# Provided records:
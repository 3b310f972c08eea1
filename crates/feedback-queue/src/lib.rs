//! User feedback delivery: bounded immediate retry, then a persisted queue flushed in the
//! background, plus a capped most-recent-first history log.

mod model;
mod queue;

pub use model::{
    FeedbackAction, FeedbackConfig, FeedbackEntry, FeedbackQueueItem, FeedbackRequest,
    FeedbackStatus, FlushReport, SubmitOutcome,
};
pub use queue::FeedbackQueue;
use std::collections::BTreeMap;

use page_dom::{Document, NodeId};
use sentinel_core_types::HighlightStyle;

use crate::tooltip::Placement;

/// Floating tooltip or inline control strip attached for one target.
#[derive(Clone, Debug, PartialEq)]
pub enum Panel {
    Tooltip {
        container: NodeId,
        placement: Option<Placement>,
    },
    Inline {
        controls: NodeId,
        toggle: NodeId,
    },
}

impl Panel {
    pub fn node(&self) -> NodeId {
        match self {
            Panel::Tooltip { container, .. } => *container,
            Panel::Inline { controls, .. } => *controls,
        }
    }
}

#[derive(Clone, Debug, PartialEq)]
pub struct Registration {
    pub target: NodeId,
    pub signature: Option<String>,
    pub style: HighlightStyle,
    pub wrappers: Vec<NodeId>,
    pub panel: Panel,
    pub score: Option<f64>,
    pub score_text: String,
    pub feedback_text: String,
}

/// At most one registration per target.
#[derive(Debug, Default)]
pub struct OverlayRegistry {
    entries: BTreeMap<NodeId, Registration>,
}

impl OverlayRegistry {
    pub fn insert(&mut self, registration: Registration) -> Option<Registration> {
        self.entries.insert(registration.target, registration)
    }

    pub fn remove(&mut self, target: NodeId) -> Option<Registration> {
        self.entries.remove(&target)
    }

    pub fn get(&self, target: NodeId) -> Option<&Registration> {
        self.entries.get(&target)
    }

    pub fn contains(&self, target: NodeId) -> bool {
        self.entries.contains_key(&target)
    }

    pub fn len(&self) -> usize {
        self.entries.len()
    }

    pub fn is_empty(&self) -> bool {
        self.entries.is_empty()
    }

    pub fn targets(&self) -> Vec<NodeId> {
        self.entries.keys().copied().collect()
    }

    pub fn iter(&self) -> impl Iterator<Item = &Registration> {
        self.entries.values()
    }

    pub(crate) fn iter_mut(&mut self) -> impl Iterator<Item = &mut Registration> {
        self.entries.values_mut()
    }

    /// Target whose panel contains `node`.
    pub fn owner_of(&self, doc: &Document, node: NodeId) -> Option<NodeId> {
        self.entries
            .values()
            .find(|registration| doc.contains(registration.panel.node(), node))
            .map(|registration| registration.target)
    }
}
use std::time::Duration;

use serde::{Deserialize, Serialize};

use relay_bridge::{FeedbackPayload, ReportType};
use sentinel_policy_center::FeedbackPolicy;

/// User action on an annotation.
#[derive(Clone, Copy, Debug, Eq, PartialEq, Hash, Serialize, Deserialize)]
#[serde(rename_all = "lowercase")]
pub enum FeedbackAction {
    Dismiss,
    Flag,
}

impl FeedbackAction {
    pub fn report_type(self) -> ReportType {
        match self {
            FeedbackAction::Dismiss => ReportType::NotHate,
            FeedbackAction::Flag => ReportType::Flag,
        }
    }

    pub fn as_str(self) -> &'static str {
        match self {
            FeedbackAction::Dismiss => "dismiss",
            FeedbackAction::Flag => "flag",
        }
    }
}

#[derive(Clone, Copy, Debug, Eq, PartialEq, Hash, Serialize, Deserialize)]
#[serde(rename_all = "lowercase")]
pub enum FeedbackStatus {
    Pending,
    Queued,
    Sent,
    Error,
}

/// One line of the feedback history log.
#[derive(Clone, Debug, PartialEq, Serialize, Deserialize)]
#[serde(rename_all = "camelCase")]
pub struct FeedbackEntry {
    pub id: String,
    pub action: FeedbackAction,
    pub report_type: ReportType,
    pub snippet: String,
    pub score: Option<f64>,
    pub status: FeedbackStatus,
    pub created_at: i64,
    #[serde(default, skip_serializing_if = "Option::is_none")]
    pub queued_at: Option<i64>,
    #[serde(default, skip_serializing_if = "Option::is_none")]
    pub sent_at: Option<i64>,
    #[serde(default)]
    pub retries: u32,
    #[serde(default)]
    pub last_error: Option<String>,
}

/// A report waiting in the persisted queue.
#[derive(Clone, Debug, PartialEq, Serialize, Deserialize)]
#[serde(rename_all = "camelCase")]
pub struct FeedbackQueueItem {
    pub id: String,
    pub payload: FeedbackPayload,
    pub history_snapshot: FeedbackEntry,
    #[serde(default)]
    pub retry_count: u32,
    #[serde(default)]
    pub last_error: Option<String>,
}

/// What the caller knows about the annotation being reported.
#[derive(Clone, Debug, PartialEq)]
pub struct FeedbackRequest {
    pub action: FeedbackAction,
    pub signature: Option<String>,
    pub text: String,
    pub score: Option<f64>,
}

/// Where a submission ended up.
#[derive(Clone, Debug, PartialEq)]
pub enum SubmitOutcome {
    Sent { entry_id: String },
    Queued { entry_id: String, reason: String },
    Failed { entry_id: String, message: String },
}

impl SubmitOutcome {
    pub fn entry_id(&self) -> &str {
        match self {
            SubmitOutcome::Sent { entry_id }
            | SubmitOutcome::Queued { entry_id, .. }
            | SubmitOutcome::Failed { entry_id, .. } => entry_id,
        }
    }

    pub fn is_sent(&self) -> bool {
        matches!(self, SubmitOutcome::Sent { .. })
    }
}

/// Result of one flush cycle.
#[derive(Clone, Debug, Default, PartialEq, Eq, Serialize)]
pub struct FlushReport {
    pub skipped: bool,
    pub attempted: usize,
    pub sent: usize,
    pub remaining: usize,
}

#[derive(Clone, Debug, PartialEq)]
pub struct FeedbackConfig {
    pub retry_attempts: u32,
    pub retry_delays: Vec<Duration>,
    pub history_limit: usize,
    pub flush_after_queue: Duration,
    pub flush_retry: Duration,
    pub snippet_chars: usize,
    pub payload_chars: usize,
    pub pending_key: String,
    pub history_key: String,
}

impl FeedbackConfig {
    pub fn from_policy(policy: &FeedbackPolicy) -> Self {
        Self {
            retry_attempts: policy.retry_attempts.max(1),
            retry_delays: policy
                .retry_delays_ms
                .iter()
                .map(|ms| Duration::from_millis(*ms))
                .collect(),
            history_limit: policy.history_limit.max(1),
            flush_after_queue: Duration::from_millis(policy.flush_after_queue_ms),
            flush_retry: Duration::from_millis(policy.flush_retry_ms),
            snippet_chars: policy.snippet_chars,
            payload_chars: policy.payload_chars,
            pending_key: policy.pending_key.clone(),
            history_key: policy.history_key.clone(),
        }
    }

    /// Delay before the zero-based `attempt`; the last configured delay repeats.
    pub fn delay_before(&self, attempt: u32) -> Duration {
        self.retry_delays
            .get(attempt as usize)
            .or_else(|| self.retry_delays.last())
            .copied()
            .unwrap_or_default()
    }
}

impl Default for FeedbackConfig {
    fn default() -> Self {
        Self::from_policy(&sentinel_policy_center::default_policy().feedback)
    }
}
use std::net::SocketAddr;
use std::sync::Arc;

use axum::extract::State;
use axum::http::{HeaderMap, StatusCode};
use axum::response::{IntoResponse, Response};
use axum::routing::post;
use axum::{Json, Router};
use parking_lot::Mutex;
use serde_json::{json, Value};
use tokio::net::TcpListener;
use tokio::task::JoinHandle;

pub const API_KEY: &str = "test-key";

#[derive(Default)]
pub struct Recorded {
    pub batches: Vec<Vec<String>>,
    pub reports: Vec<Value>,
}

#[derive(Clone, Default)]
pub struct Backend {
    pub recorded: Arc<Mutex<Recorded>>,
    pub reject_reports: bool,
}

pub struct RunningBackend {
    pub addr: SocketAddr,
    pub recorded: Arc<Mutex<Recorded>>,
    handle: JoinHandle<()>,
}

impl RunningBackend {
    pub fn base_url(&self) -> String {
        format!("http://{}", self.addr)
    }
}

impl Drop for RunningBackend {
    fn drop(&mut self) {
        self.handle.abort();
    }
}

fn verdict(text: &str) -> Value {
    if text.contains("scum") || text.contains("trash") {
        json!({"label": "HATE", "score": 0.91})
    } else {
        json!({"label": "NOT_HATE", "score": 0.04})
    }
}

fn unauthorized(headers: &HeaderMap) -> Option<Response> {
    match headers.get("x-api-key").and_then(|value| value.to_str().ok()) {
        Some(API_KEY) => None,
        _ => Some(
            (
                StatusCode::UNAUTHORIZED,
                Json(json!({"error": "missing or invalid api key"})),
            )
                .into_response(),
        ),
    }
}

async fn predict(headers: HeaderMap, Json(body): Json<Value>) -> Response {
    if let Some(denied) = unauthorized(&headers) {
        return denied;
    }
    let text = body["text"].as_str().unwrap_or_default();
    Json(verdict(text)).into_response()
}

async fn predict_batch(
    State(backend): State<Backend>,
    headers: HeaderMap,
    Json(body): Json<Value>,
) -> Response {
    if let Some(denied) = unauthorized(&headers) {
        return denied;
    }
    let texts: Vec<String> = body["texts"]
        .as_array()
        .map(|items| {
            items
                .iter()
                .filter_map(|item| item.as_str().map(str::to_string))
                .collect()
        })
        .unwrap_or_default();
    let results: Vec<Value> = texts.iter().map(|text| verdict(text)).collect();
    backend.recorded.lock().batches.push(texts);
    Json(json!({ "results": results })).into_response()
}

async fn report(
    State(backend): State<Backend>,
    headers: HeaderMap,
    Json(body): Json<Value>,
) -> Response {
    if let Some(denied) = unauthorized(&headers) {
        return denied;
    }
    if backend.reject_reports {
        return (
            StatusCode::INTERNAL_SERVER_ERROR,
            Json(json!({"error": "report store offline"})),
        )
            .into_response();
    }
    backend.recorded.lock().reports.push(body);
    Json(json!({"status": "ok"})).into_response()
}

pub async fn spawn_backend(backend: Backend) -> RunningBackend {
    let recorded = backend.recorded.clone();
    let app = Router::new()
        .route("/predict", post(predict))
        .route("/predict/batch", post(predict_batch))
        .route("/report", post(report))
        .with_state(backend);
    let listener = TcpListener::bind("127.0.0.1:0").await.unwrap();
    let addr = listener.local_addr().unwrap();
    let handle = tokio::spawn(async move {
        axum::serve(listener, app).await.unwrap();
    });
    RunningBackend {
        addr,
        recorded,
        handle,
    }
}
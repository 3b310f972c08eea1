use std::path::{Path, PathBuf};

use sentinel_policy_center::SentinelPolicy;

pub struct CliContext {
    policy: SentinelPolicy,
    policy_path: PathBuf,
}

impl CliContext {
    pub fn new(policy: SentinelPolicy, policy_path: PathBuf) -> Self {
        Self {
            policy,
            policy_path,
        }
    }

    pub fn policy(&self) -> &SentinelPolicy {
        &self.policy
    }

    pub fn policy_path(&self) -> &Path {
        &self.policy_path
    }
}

# What is required:
Search the preceding listing for "HighlightStyle", then copy every line that holds it.

# Solution:
use sentinel_core_types::HighlightStyle;
    pub style: HighlightStyle,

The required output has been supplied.